**INSTRUCTIONS FOR THE TASK**:
Which lines of the records below contain the word "FromStr"? Copy each of them out.

**SUPPLIED DATA**:
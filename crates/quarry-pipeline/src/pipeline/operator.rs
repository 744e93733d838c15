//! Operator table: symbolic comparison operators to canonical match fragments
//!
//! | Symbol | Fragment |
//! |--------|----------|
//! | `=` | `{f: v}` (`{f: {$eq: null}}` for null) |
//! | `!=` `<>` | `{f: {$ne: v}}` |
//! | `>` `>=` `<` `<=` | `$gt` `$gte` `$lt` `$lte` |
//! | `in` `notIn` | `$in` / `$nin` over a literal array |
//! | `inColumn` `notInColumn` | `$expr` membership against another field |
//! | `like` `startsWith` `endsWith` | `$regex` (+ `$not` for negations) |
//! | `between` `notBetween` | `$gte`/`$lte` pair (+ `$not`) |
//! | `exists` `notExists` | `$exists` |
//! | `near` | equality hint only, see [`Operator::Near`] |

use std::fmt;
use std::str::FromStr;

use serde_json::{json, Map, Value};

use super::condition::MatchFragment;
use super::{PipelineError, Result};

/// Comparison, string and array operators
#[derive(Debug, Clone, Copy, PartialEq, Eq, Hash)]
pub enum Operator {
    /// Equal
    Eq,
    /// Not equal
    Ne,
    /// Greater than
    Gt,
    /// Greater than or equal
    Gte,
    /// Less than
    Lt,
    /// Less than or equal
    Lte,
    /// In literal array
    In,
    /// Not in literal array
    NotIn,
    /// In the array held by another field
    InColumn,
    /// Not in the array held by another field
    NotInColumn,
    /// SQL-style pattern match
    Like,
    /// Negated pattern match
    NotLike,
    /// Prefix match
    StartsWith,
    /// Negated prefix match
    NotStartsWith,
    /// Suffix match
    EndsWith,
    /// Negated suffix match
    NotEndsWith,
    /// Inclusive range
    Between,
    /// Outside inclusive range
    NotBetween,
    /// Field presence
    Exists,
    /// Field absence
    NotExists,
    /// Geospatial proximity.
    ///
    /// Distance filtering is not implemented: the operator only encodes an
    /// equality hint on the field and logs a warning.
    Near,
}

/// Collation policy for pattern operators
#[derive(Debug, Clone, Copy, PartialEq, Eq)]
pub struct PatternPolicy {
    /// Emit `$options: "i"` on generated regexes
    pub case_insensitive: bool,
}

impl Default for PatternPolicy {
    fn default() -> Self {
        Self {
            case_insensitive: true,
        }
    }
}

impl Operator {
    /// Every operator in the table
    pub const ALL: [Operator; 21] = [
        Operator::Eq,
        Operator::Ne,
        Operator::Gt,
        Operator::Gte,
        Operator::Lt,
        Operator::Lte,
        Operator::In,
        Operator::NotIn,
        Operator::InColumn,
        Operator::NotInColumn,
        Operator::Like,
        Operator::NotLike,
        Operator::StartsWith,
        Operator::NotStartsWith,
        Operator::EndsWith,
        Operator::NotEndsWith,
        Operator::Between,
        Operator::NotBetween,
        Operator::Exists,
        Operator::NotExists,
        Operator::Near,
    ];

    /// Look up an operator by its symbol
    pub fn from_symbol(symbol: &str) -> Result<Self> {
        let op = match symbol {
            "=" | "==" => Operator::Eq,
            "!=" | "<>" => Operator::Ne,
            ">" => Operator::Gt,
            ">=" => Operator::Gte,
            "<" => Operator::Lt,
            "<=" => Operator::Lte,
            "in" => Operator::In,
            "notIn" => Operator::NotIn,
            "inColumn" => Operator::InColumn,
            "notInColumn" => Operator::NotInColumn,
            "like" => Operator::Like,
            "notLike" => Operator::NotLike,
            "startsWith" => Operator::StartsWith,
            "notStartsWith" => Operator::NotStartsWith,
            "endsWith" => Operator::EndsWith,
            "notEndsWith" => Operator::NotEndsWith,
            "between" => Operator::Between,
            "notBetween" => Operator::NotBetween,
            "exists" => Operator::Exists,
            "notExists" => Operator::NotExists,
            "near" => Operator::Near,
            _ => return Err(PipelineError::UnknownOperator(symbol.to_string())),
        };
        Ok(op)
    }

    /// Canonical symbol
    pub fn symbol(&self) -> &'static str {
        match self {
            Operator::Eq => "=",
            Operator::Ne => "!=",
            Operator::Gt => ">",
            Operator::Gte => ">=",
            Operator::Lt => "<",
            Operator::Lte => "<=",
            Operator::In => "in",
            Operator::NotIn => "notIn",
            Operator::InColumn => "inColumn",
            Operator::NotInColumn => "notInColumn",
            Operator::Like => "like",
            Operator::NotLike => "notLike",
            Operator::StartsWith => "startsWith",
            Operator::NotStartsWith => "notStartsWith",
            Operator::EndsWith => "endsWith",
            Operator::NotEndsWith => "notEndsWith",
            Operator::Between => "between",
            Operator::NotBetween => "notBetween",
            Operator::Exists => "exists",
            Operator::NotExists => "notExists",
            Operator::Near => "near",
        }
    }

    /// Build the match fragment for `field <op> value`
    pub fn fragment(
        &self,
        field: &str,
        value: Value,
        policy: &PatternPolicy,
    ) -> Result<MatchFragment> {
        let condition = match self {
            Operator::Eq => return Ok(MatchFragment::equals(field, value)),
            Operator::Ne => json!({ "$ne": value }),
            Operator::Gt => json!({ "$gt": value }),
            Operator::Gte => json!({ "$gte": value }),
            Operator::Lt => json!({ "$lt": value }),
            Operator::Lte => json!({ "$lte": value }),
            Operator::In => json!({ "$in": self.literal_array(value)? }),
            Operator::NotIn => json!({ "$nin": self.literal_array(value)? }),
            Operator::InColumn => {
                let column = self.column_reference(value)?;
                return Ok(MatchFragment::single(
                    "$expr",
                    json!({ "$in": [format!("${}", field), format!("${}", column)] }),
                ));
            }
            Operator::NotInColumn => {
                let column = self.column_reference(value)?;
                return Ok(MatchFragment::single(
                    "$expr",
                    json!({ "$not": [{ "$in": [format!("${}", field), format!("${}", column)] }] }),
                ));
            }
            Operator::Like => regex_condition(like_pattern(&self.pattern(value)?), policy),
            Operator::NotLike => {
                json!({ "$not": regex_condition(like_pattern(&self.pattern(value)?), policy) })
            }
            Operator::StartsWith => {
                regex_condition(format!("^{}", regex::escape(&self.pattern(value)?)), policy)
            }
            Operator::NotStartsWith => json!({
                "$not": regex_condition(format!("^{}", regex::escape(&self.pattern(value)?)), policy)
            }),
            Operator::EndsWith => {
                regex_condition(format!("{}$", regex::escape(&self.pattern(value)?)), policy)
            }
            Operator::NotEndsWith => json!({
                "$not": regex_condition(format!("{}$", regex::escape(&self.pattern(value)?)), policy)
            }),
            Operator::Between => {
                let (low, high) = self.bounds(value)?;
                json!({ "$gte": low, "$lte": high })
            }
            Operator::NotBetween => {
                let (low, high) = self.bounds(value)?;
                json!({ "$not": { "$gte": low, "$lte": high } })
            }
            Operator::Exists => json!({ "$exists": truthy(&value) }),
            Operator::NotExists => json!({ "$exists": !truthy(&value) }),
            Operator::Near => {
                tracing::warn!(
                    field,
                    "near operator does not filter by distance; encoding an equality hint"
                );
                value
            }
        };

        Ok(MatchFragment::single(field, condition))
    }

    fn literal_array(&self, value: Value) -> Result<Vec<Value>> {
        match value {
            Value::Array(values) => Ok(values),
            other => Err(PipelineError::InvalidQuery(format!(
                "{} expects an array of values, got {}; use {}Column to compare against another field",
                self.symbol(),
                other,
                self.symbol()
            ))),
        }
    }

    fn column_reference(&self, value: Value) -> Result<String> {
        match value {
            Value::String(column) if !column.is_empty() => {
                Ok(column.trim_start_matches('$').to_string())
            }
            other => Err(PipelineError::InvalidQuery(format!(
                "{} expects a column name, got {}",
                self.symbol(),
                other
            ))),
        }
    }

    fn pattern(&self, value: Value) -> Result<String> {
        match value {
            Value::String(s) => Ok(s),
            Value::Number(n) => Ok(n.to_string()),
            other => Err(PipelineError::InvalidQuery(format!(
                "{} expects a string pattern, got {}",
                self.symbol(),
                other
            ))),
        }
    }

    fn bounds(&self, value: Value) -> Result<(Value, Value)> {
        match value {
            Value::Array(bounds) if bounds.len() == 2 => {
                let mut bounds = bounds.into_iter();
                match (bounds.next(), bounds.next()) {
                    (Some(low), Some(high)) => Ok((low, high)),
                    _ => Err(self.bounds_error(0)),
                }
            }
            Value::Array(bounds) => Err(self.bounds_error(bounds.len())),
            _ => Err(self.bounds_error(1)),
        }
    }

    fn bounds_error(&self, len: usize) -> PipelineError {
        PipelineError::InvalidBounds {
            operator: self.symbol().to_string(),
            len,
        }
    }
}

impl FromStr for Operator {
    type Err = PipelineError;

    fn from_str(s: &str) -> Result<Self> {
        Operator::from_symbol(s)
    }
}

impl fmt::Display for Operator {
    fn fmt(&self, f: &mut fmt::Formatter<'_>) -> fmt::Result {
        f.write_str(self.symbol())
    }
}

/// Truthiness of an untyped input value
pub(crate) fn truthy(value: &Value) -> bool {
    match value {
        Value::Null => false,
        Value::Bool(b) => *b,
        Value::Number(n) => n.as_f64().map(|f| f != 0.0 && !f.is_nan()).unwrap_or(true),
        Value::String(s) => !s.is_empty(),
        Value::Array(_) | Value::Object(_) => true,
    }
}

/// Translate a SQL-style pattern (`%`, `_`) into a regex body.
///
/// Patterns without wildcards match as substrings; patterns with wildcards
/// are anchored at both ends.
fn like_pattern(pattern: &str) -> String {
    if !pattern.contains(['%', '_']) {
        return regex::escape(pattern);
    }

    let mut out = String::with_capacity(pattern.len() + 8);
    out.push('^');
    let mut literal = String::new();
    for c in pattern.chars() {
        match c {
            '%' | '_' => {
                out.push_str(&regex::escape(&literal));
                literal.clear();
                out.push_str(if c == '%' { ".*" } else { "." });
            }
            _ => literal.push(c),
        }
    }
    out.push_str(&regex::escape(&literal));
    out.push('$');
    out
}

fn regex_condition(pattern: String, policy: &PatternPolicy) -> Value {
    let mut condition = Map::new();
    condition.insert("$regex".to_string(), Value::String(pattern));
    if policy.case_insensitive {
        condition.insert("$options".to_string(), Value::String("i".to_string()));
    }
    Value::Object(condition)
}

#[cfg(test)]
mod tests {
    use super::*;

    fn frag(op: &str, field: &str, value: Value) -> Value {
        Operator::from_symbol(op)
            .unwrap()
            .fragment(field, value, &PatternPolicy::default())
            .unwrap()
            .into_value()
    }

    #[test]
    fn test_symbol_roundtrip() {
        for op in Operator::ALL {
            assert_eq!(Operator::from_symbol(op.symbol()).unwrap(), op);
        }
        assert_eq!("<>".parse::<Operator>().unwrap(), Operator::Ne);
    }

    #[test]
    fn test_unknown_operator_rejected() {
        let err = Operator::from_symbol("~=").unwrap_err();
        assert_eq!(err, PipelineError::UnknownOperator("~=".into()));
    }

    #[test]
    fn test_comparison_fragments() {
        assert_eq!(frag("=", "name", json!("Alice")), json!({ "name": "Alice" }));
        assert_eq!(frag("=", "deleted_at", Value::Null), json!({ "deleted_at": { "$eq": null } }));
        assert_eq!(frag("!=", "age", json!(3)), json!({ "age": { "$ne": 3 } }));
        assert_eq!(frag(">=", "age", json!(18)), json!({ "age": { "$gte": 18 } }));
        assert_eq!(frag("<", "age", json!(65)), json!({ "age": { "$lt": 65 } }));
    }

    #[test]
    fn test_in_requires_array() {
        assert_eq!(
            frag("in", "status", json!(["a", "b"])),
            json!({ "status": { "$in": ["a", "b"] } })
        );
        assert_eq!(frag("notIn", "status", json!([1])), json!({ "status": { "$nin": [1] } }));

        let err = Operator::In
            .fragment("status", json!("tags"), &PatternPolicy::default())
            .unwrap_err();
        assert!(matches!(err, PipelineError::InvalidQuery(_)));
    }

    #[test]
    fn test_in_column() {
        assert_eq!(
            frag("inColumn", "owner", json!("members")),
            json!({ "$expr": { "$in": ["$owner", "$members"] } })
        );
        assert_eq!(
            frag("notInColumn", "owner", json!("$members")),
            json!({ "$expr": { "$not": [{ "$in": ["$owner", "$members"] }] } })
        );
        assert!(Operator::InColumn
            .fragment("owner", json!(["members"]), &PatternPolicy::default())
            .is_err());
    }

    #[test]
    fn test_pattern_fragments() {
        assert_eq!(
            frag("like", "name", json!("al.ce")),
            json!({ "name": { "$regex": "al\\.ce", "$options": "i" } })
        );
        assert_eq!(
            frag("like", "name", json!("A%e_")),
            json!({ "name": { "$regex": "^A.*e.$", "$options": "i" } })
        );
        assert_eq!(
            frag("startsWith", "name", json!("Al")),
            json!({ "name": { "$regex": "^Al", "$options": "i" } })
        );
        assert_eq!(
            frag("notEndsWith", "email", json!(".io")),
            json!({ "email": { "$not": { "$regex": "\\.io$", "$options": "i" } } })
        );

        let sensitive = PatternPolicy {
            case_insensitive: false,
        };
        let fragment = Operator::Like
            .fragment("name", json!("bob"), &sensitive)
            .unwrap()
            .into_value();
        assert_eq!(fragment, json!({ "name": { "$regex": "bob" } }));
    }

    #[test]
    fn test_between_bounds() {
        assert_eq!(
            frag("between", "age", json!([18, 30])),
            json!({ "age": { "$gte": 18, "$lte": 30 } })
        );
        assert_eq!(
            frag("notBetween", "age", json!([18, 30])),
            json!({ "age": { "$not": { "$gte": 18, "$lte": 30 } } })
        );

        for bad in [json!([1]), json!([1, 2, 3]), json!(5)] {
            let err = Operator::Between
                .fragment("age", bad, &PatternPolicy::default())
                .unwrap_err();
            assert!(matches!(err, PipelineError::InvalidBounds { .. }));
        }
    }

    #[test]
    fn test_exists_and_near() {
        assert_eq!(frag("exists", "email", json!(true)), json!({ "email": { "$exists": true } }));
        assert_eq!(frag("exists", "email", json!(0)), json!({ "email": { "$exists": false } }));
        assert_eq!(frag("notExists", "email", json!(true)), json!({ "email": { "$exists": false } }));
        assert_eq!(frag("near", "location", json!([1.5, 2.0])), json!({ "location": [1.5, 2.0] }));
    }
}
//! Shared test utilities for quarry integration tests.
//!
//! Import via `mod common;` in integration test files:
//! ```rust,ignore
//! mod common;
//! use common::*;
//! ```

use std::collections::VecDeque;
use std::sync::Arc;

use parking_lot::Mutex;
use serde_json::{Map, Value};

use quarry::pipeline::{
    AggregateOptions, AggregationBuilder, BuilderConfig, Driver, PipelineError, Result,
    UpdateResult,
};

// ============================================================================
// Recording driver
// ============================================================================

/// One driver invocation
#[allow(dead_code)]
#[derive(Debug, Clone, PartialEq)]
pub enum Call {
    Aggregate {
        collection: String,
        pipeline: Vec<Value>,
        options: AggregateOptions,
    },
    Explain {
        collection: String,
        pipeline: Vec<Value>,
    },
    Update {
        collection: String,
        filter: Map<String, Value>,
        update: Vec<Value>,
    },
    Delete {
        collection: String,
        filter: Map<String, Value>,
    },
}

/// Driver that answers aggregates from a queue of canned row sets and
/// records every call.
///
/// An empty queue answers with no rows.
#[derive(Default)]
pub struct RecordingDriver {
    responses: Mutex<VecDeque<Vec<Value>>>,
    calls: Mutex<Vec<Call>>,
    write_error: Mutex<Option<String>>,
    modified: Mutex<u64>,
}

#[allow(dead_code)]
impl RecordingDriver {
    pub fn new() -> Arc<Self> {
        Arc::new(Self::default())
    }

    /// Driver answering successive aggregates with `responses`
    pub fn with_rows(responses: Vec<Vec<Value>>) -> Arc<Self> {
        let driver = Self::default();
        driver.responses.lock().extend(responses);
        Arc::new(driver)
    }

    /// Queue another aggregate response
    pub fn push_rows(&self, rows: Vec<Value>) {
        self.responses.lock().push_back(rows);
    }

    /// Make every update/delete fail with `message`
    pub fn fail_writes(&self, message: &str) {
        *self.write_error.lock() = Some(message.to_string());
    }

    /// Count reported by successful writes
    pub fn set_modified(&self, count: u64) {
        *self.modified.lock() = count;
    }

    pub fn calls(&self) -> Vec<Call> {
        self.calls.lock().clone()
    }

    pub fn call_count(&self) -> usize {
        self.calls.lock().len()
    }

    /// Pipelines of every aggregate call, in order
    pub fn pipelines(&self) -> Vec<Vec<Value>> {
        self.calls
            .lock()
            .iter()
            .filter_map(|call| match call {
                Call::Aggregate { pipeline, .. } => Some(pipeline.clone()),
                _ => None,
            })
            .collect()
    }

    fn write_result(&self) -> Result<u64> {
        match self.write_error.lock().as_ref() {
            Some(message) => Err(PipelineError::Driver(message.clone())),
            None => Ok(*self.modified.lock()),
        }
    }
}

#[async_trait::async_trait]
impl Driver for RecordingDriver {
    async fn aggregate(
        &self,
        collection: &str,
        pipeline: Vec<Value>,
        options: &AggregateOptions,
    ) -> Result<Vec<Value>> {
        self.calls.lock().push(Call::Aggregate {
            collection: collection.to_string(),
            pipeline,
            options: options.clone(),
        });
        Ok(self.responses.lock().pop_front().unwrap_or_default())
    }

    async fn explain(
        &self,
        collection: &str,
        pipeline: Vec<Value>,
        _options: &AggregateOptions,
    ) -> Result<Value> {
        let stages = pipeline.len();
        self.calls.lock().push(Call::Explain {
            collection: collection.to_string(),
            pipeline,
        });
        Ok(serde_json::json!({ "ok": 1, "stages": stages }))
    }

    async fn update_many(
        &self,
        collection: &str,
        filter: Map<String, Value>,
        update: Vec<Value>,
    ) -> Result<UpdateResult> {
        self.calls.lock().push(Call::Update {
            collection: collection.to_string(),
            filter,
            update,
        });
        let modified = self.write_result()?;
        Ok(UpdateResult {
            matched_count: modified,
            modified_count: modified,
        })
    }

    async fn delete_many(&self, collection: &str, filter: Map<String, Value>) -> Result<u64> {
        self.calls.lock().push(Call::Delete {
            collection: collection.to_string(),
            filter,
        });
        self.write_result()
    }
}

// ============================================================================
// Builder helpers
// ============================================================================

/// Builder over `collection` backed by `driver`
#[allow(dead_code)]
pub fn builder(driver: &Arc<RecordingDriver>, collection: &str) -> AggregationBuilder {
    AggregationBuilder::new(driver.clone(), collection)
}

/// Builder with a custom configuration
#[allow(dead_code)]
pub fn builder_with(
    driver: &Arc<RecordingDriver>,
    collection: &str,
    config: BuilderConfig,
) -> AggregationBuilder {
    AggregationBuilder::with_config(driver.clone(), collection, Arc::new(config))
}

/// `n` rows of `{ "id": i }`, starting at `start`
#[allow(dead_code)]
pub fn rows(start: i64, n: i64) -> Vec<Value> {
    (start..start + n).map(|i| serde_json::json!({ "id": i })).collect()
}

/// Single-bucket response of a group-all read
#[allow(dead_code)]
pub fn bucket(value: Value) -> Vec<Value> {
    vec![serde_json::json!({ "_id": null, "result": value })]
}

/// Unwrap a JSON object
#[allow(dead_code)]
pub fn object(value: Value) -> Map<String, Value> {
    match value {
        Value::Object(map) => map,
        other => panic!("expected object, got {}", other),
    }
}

**OUTPUT OF THE TASK**:
use std::str::FromStr;
impl FromStr for Operator {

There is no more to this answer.